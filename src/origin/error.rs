use thiserror::Error;

/// Failures talking to the origin store.
///
/// `is_retryable()` separates transient conditions (throttling, server
/// errors, dropped connections, truncated XML) from permanent ones such as a
/// missing object or a rejected signature.
#[derive(Debug, Error)]
pub enum OriginError {
    #[error("origin returned HTTP {status} for {path}")]
    HttpStatus { status: u16, path: String },

    #[error("origin request for {path} failed: {source}")]
    Http {
        path: String,
        #[source]
        source: reqwest::Error,
    },

    #[error("malformed {action} response for {path}: {reason}")]
    Malformed {
        action: &'static str,
        path: String,
        reason: String,
    },

    #[error("invalid origin URL: {0}")]
    Url(#[from] url::ParseError),
}

impl OriginError {
    pub fn is_retryable(&self) -> bool {
        match self {
            OriginError::HttpStatus { status, .. } => *status == 429 || *status >= 500,
            OriginError::Http { .. } => true,
            OriginError::Malformed { .. } => true,
            OriginError::Url(_) => false,
        }
    }
}
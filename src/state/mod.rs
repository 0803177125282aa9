//! Persistent migration state.
//!
//! - Append-only JSONL logs: one manifest line per completed asset, one
//!   dead-letter line per abandoned task or failed asset
//! - SQLite run-state database: run history, resume checkpoints, and a
//!   queryable copy of manifests and dead letters for `status`

pub mod db;
pub mod error;
pub mod jsonl;
pub mod ledger;
pub mod schema;
pub mod types;

pub use db::{SqliteStateDb, StateDb};
pub use ledger::Ledger;
pub use types::{DeadLetterKind, DeadLetterRecord, ManifestRecord, RunStats};
//! In-memory origin and destination doubles for engine tests.

use std::collections::{BTreeMap, HashMap, HashSet};
use std::sync::atomic::{AtomicUsize, Ordering};
use std::sync::{Arc, Mutex};
use std::time::Duration;

use async_trait::async_trait;
use bytes::Bytes;
use futures_util::stream::{self, StreamExt};

use super::paths::{self, normalize};
use crate::destination::{DestinationError, ObjectStore, ObjectWriter};
use crate::origin::{ByteStream, Entry, ListOptions, ListPage, OriginError, OriginStore};

#[derive(Debug, Clone, Copy)]
pub enum ReadFailure {
    /// 503 on open.
    Transient,
    /// 404 on open.
    Missing,
    /// First chunk arrives, then the body errors.
    MidStream,
    /// Opening succeeds only after this many failed attempts.
    TransientTimes(u32),
}

/// Origin serving a fixed tree. `list` behaves like the real flat listing:
/// entries sorted by path, starting at the cursor, bounded by `end`.
#[derive(Default)]
pub struct FakeOrigin {
    files: BTreeMap<String, Bytes>,
    failures: Mutex<HashMap<String, ReadFailure>>,
    reads: Mutex<HashMap<String, u32>>,
    list_calls: AtomicUsize,
    dir_calls: Mutex<Vec<String>>,
    dir_failures: Mutex<HashMap<String, ReadFailure>>,
    /// List calls from this index on fail with 503.
    fail_list_from: Mutex<Option<usize>>,
}

impl FakeOrigin {
    pub fn new<I, S>(files: I) -> Self
    where
        I: IntoIterator<Item = (S, &'static str)>,
        S: AsRef<str>,
    {
        Self {
            files: files
                .into_iter()
                .map(|(path, body)| (normalize(path.as_ref()), Bytes::from_static(body.as_bytes())))
                .collect(),
            ..Self::default()
        }
    }

    pub fn fail_reads(&self, path: &str, failure: ReadFailure) {
        self.failures
            .lock()
            .unwrap()
            .insert(normalize(path), failure);
    }

    /// Makes `dir` calls for `path` fail. `MidStream` does not apply to
    /// directory reads and is ignored.
    pub fn fail_dir(&self, path: &str, failure: ReadFailure) {
        self.dir_failures
            .lock()
            .unwrap()
            .insert(normalize(path), failure);
    }

    pub fn fail_list_from(&self, call: usize) {
        *self.fail_list_from.lock().unwrap() = Some(call);
    }

    pub fn reads_of(&self, path: &str) -> u32 {
        self.reads
            .lock()
            .unwrap()
            .get(&normalize(path))
            .copied()
            .unwrap_or(0)
    }

    pub fn list_calls(&self) -> usize {
        self.list_calls.load(Ordering::SeqCst)
    }

    pub fn dir_calls(&self) -> Vec<String> {
        self.dir_calls.lock().unwrap().clone()
    }
}

#[async_trait]
impl OriginStore for FakeOrigin {
    async fn list(&self, path: &str, options: &ListOptions) -> Result<ListPage, OriginError> {
        let call = self.list_calls.fetch_add(1, Ordering::SeqCst);
        if let Some(from) = *self.fail_list_from.lock().unwrap() {
            if call >= from {
                return Err(OriginError::HttpStatus {
                    status: 503,
                    path: path.to_string(),
                });
            }
        }

        let start = normalize(path);
        let mut remaining = self
            .files
            .keys()
            .filter(|p| **p >= start)
            .filter(|p| options.end.as_ref().map_or(true, |end| *p < end));

        let entries: Vec<Entry> = remaining
            .by_ref()
            .take(options.max_entries)
            .map(|p| Entry::file(p.trim_start_matches('/')))
            .collect();
        let resume = remaining.next().map(|p| p.trim_start_matches('/').to_string());

        Ok(ListPage { resume, entries })
    }

    async fn dir(&self, path: &str) -> Result<Vec<Entry>, OriginError> {
        let dir = normalize(path);
        let attempt = {
            let mut calls = self.dir_calls.lock().unwrap();
            calls.push(dir.clone());
            calls.iter().filter(|d| **d == dir).count() as u32
        };

        let status = match self.dir_failures.lock().unwrap().get(&dir).copied() {
            Some(ReadFailure::Transient) => Some(503),
            Some(ReadFailure::TransientTimes(n)) if attempt <= n => Some(503),
            Some(ReadFailure::Missing) => Some(404),
            _ => None,
        };
        if let Some(status) = status {
            return Err(OriginError::HttpStatus { status, path: dir });
        }

        Ok(self
            .files
            .keys()
            .filter(|p| paths::parent(p) == dir)
            .map(|p| Entry::file(paths::file_name(p)))
            .collect())
    }

    async fn open_read(&self, path: &str) -> Result<ByteStream, OriginError> {
        let path = normalize(path);
        let attempt = {
            let mut reads = self.reads.lock().unwrap();
            let count = reads.entry(path.clone()).or_insert(0);
            *count += 1;
            *count
        };

        let failure = self.failures.lock().unwrap().get(&path).copied();
        let body = self
            .files
            .get(&path)
            .cloned()
            .ok_or_else(|| OriginError::HttpStatus {
                status: 404,
                path: path.clone(),
            })?;

        match failure {
            Some(ReadFailure::Transient) => Err(OriginError::HttpStatus {
                status: 503,
                path,
            }),
            Some(ReadFailure::TransientTimes(n)) if attempt <= n => {
                Err(OriginError::HttpStatus { status: 503, path })
            }
            Some(ReadFailure::Missing) => Err(OriginError::HttpStatus { status: 404, path }),
            Some(ReadFailure::MidStream) => {
                let first: Result<Bytes, OriginError> = Ok(body.slice(..body.len().min(2)));
                let broken: Result<Bytes, OriginError> = Err(OriginError::Malformed {
                    action: "download",
                    path,
                    reason: "connection reset".to_string(),
                });
                Ok(stream::iter(vec![first, broken]).boxed())
            }
            _ => {
                let chunks: Vec<Result<Bytes, OriginError>> = body
                    .chunks(3)
                    .map(|c| Ok(Bytes::copy_from_slice(c)))
                    .collect();
                Ok(stream::iter(chunks).boxed())
            }
        }
    }
}

#[derive(Default)]
struct StoreState {
    objects: Mutex<BTreeMap<String, Vec<u8>>>,
    chunk_sizes: Mutex<HashMap<String, Vec<usize>>>,
    aborted: Mutex<HashSet<String>>,
    active: AtomicUsize,
    peak: AtomicUsize,
}

/// Destination that publishes objects only on `finish` and tracks how many
/// writers are open at once.
#[derive(Clone, Default)]
pub struct MemoryStore {
    state: Arc<StoreState>,
    finish_delay: Option<Duration>,
}

impl MemoryStore {
    pub fn new() -> Self {
        Self::default()
    }

    pub fn with_finish_delay(mut self, delay: Duration) -> Self {
        self.finish_delay = Some(delay);
        self
    }

    pub fn object(&self, key: &str) -> Option<Vec<u8>> {
        self.state.objects.lock().unwrap().get(key).cloned()
    }

    pub fn keys(&self) -> Vec<String> {
        self.state.objects.lock().unwrap().keys().cloned().collect()
    }

    pub fn chunk_sizes(&self, key: &str) -> Vec<usize> {
        self.state
            .chunk_sizes
            .lock()
            .unwrap()
            .get(key)
            .cloned()
            .unwrap_or_default()
    }

    pub fn was_aborted(&self, key: &str) -> bool {
        self.state.aborted.lock().unwrap().contains(key)
    }

    pub fn peak_concurrency(&self) -> usize {
        self.state.peak.load(Ordering::SeqCst)
    }

    pub fn active(&self) -> usize {
        self.state.active.load(Ordering::SeqCst)
    }
}

#[async_trait]
impl ObjectStore for MemoryStore {
    fn bucket(&self) -> &str {
        "media-archive"
    }

    async fn create_writer(&self, key: &str) -> Result<Box<dyn ObjectWriter>, DestinationError> {
        let now = self.state.active.fetch_add(1, Ordering::SeqCst) + 1;
        self.state.peak.fetch_max(now, Ordering::SeqCst);
        Ok(Box::new(MemoryWriter {
            state: self.state.clone(),
            key: key.to_string(),
            buffer: Vec::new(),
            chunks: Vec::new(),
            finish_delay: self.finish_delay,
        }))
    }
}

struct MemoryWriter {
    state: Arc<StoreState>,
    key: String,
    buffer: Vec<u8>,
    chunks: Vec<usize>,
    finish_delay: Option<Duration>,
}

impl Drop for MemoryWriter {
    fn drop(&mut self) {
        self.state.active.fetch_sub(1, Ordering::SeqCst);
    }
}

#[async_trait]
impl ObjectWriter for MemoryWriter {
    async fn write_chunk(&mut self, chunk: Bytes) -> Result<(), DestinationError> {
        self.chunks.push(chunk.len());
        self.buffer.extend_from_slice(&chunk);
        Ok(())
    }

    async fn finish(mut self: Box<Self>) -> Result<u64, DestinationError> {
        if let Some(delay) = self.finish_delay {
            tokio::time::sleep(delay).await;
        }
        let size = self.buffer.len() as u64;
        let body = std::mem::take(&mut self.buffer);
        let chunks = std::mem::take(&mut self.chunks);
        self.state
            .objects
            .lock()
            .unwrap()
            .insert(self.key.clone(), body);
        self.state
            .chunk_sizes
            .lock()
            .unwrap()
            .insert(self.key.clone(), chunks);
        Ok(size)
    }

    async fn abort(self: Box<Self>) -> Result<(), DestinationError> {
        self.state.aborted.lock().unwrap().insert(self.key.clone());
        Ok(())
    }
}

====

## AIM OF THE EXERCISE
The lines to return are those in the records above that hold the word "errors".

## OUTPUT
/// errors, dropped connections, truncated XML) from permanent ones such as a
    /// First chunk arrives, then the body errors.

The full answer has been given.